mod library_store;

pub use library_store::PostgresLibrary;

use crate::application::ServiceDependencies;
use crate::ports::NotificationService;
use std::sync::Arc;

/// PostgreSQLのストアを使う依存関係を組み立てる
pub fn postgres_dependencies(
    library: Arc<PostgresLibrary>,
    notifications: Arc<dyn NotificationService>,
) -> ServiceDependencies {
    ServiceDependencies {
        members: library.clone(),
        books: library.clone(),
        staff: library.clone(),
        borrowings: library.clone(),
        reservations: library.clone(),
        fines: library.clone(),
        unit_of_work: library,
        notifications,
    }
}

Aim of the exercise.
Return, from the data above, each line in which the string "ServiceDependencies" appears.

Problem solution.
use crate::application::ServiceDependencies;
) -> ServiceDependencies {
    ServiceDependencies {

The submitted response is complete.